I think back to my twenties as being the most exciting times, even when my dc’s were babies it was a happy time and we seemed to do loads of stuff - even though it was tiring!
My dh is 10 years older than me and I feel like he’s “slowed down” a lot - and in turn this brings me down. He used to be quite exciting, always suggesting different things and making plans for the future. Now I feel like he’s gotten older and just kind of given up and wants his pipe and slippers in front of the tv every night! It feels like we only do anything (even just things like home improvements) when I nag about it.
I get what you’re saying!

brunetteonthebus · 16/02/2021 10:07

I think I this is normal. I'm in my mid thirties. Been happily married for 8 years, have a lovely home, two small children, in a financial position to be a SAHM for as long fas I want to. I've got everything I've ever wanted in life and yet sometimes I still think 'well what next, is this it?'

I think for me, it will be actually doing something just for me once the children are older. Retraining and establishing a new career, taking up some fulfilling hobbies, getting back to seeing the world with DH.

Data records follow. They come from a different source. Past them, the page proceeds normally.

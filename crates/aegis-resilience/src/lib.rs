//! Exchange failover and circuit-breaker orchestrator: health-check a pool
//! of exchange adapters, elect/failover/failback a primary, and wrap
//! operation dispatch in a circuit breaker with cross-exchange retry.

pub mod circuit;
pub mod error;
pub mod executor;
pub mod failover;
pub mod health;

pub use circuit::{CircuitBreaker, CircuitBreakerConfig};
pub use error::{ResilienceError, Result};
pub use executor::{ExchangeOperation, ResilientExecutor, ResilientExecutorConfig};
pub use failover::{FailoverController, FailoverControllerConfig};
pub use health::{spawn_health_prober, ExchangeProbe, HealthProber, HealthProberConfig};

I don't think you ever get that 'excitement' of your twenties back because that's a sort of youthful excitement, a time of discovery and risk taking. But you can still find things that excite you, the will just probably be different to the things that excited you in your twenties.

KarmaExpress · 16/02/2021 11:30

Typical sadly 😢. I feel like I have had two lives, one before I met DH, which was exciting and fabulous, and one after.
DH wonderful, really, so feeling much guilt for this.

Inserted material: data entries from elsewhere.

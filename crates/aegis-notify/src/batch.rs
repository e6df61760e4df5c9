//! C6: Batch Scheduler.
//!
//! A batch is keyed by `(user_id, channel)` with `sent = false`; a new
//! message for the same pair joins the existing batch rather than opening a
//! new one, and the first message in a batch sets its scheduled send time
//! from the matched rule's frequency.

use aegis_common::model::{ChannelKind, Frequency, NotificationMessage, PendingBatch};
use chrono::{DateTime, Duration, Utc};
use parking_lot::RwLock;
use uuid::Uuid;

use crate::template::RenderedContent;

pub struct BatchScheduler {
    batches: RwLock<Vec<PendingBatch>>,
}

impl BatchScheduler {
    pub fn new() -> Self {
        Self {
            batches: RwLock::new(Vec::new()),
        }
    }

    pub fn frequency_delay(frequency: Frequency) -> Duration {
        match frequency {
            Frequency::Immediate => Duration::zero(),
            Frequency::EveryFiveMinutes => Duration::minutes(5),
            Frequency::EveryFifteenMinutes => Duration::minutes(15),
            Frequency::Hourly => Duration::hours(1),
            Frequency::DailyDigest => Duration::hours(24),
            // The rule evaluator never emits a `Batch` decision for a
            // `Disabled` rule (it drops before reaching here); treated as
            // immediate as a defensive fallback.
            Frequency::Disabled => Duration::zero(),
        }
    }

    /// Adds `message` to the open batch for `(user_id, channel)`, creating
    /// one if none is open, and returns that batch's id.
    pub fn add_to_batch(
        &self,
        user_id: &str,
        channel: ChannelKind,
        message: NotificationMessage,
        frequency: Frequency,
        now: DateTime<Utc>,
    ) -> Uuid {
        let mut batches = self.batches.write();

        if let Some(batch) = batches
            .iter_mut()
            .find(|b| !b.sent && b.user_id == user_id && b.channel == channel)
        {
            batch.messages.push(message);
            return batch.id;
        }

        let batch = PendingBatch {
            id: Uuid::new_v4(),
            user_id: user_id.to_string(),
            channel,
            messages: vec![message],
            scheduled_send_time: now + Self::frequency_delay(frequency),
            sent: false,
        };
        let id = batch.id;
        batches.push(batch);
        id
    }

    /// Marks every batch due at or before `now` as sent and returns them.
    /// Sent batches are retained only long enough to be drained by the
    /// caller, then removed on the next call.
    pub fn drain_due(&self, now: DateTime<Utc>) -> Vec<PendingBatch> {
        let mut batches = self.batches.write();
        batches.retain(|b| !b.sent);

        let mut due = Vec::new();
        for batch in batches.iter_mut() {
            if batch.scheduled_send_time <= now {
                batch.sent = true;
                due.push(batch.clone());
            }
        }
        due
    }

    pub fn pending_count(&self) -> usize {
        self.batches.read().iter().filter(|b| !b.sent).count()
    }

    /// Unconditional flush, regardless of `scheduled_send_time` -- used at
    /// shutdown so no batch is silently lost mid-accumulation.
    pub fn drain_all(&self) -> Vec<PendingBatch> {
        let mut batches = self.batches.write();
        let unsent: Vec<PendingBatch> = batches.iter().filter(|b| !b.sent).cloned().collect();
        for batch in batches.iter_mut() {
            batch.sent = true;
        }
        batches.clear();
        unsent
    }
}

impl Default for BatchScheduler {
    fn default() -> Self {
        Self::new()
    }
}

/// Composes an email digest for a batch: a subject naming the count and a
/// bulleted body enumerating each message's title and body.
pub fn compose_email_digest(batch: &PendingBatch) -> RenderedContent {
    let subject = format!("Notification Digest - {} updates", batch.messages.len());
    let mut body = String::new();
    for message in &batch.messages {
        body.push_str(&format!("- {}: {}\n", message.title, message.body));
    }
    RenderedContent { subject, body }
}

#[cfg(test)]
mod tests {
    use super::*;
    use aegis_common::model::Level;

    fn message(title: &str) -> NotificationMessage {
        NotificationMessage::new("orders", Level::Warning, title, "body")
    }

    #[test]
    fn messages_for_same_user_and_channel_join_one_batch() {
        let scheduler = BatchScheduler::new();
        let now = Utc::now();

        let id1 = scheduler.add_to_batch(
            "u1",
            ChannelKind::Email,
            message("first"),
            Frequency::Hourly,
            now,
        );
        let id2 = scheduler.add_to_batch(
            "u1",
            ChannelKind::Email,
            message("second"),
            Frequency::Hourly,
            now,
        );

        assert_eq!(id1, id2);
        assert_eq!(scheduler.pending_count(), 1);
    }

    #[test]
    fn drain_due_only_returns_batches_past_their_scheduled_time() {
        let scheduler = BatchScheduler::new();
        let now = Utc::now();

        scheduler.add_to_batch(
            "u1",
            ChannelKind::Email,
            message("first"),
            Frequency::EveryFiveMinutes,
            now,
        );

        assert!(scheduler.drain_due(now).is_empty());

        let later = now + Duration::minutes(6);
        let due = scheduler.drain_due(later);
        assert_eq!(due.len(), 1);
        assert_eq!(scheduler.pending_count(), 0);
    }

    #[test]
    fn drain_all_flushes_regardless_of_scheduled_time() {
        let scheduler = BatchScheduler::new();
        let now = Utc::now();

        scheduler.add_to_batch("u1", ChannelKind::Email, message("first"), Frequency::DailyDigest, now);
        assert!(scheduler.drain_due(now).is_empty());

        let drained = scheduler.drain_all();
        assert_eq!(drained.len(), 1);
        assert_eq!(scheduler.pending_count(), 0);
    }

    #[test]
    fn email_digest_enumerates_every_message() {
        let batch = PendingBatch {
            id: Uuid::new_v4(),
            user_id: "u1".to_string(),
            channel: ChannelKind::Email,
            messages: vec![message("first"), message("second")],
            scheduled_send_time: Utc::now(),
            sent: false,
        };

        let rendered = compose_email_digest(&batch);
        assert_eq!(rendered.subject, "Notification Digest - 2 updates");
        assert!(rendered.body.contains("first: body"));
        assert!(rendered.body.contains("second: body"));
    }
}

underneaththeash · 16/02/2021 12:26

Life is really dull at the moment though for everyone OP. Imagine being in your 20’s at the moment?

Flambola · 16/02/2021 12:34

I do. Similarly, I’ve been with my husband for 12 years, married 9. He’s great. He also drives me nuts as I sometimes find him a bit ... lacklustre. He’s very content though. I’m trying to find some excitement by booking holidays and promising myself that I’ll see the world. I’ve also come off social media as I think that was exacerbating my feelings of boredom.

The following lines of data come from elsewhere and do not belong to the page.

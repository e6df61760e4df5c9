//! User profile storage port, consulted by the rule evaluator and the
//! throttle gate on every message.

use aegis_common::model::UserProfile;
use async_trait::async_trait;
use parking_lot::RwLock;
use std::collections::HashMap;
use std::sync::Arc;

#[async_trait]
pub trait UserRepo: Send + Sync {
    async fn get(&self, user_id: &str) -> Option<UserProfile>;
    async fn upsert(&self, profile: UserProfile);
    async fn delete(&self, user_id: &str);
    /// Snapshot of every known profile, consulted by the dispatcher's
    /// fan-out -- a domain event is evaluated against all of these,
    /// not just one.
    async fn load_all(&self) -> Vec<UserProfile>;
}

#[derive(Default)]
pub struct InMemoryUserRepo {
    profiles: Arc<RwLock<HashMap<String, UserProfile>>>,
}

impl InMemoryUserRepo {
    pub fn new() -> Self {
        Self::default()
    }
}

#[async_trait]
impl UserRepo for InMemoryUserRepo {
    async fn get(&self, user_id: &str) -> Option<UserProfile> {
        self.profiles.read().get(user_id).cloned()
    }

    async fn upsert(&self, mut profile: UserProfile) {
        profile.updated_at = chrono::Utc::now();
        self.profiles.write().insert(profile.user_id.clone(), profile);
    }

    async fn delete(&self, user_id: &str) {
        self.profiles.write().remove(user_id);
    }

    async fn load_all(&self) -> Vec<UserProfile> {
        self.profiles.read().values().cloned().collect()
    }
}

#[cfg(test)]
mod tests {
    use super::*;

    #[tokio::test]
    async fn upsert_then_get_round_trips() {
        let repo = InMemoryUserRepo::new();
        let profile = UserProfile::new("u1");
        repo.upsert(profile.clone()).await;

        let fetched = repo.get("u1").await.unwrap();
        assert_eq!(fetched.user_id, "u1");
        assert!(repo.get("nonexistent").await.is_none());
    }

    #[tokio::test]
    async fn load_all_returns_every_profile() {
        let repo = InMemoryUserRepo::new();
        repo.upsert(UserProfile::new("u1")).await;
        repo.upsert(UserProfile::new("u2")).await;

        let mut ids: Vec<String> = repo.load_all().await.into_iter().map(|p| p.user_id).collect();
        ids.sort();
        assert_eq!(ids, vec!["u1".to_string(), "u2".to_string()]);
    }

    #[tokio::test]
    async fn delete_removes_profile() {
        let repo = InMemoryUserRepo::new();
        repo.upsert(UserProfile::new("u1")).await;
        repo.delete("u1").await;
        assert!(repo.get("u1").await.is_none());
    }
}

FloconDeNeige · 16/02/2021 12:53

No, I don’t get this feeling personally speaking. I’m just 40 and have been married for 6 years; together with DH for 14. We have two little boys, 2 and 4. We’re long-term expats in Switzerland; I’m British, DH is French. We met while living/working in Asia and have seen about half the world so far, which means there’s another half left to see!
We’re renovating our Swiss chalet currently and starting an Air BnB here too as we have an apartment connected to the house.
We’re teaching the boys to ski at the weekends (we live in a ski resort).
We both have fulfilling careers (DH is a crop scientist working in biotech and I’m a medicinal chemist working in pharma). I’m passionate about women in STEM and do a lot of volunteering in this area. DH is a voluntary firefighter (fire service is voluntary in Switzerland).
Maybe we’ll leave in a few years as DH often gets contacted for jobs in far flung places; last one was Madagascar and before that Martinique (French overseas territory in the Carribean). Or maybe not, who knows!
Variety is the spice of life; I certainly feel this to be true. I’m never bored as there’s always something interesting or exciting to get on with.

Jackie2022 · 16/02/2021 13:05

I agree with you and think what you’re feeling is normal. I can’t completely relate as I don’t have children yet, but lockdown has given me a taste of what to expect. I started lockdown in my early 20s and will come out of this pandemic in my mid-20s.

I feel like my best years have now flown away, and that people will look down on me if I try to relive them! Eg by being a 24/25 year old spending lots of time with their friends or going to the club or generally living a student lifestyle when all this over. I feel like society instead expects me to settle down, buy a house, have children etc and skip over the fun. It’s sad how you only have a few magical years of being young.

FloconDeNeige · 16/02/2021 13:41

@Jackie2022

It’s certainly not too late! I didn’t finish my PhD until I was 25 and that was when I felt like the fun started! I didn’t have kids for another 10 years and am very glad I spent those years traveling, partying and building my career. It starts (and stops!) whenever you say so!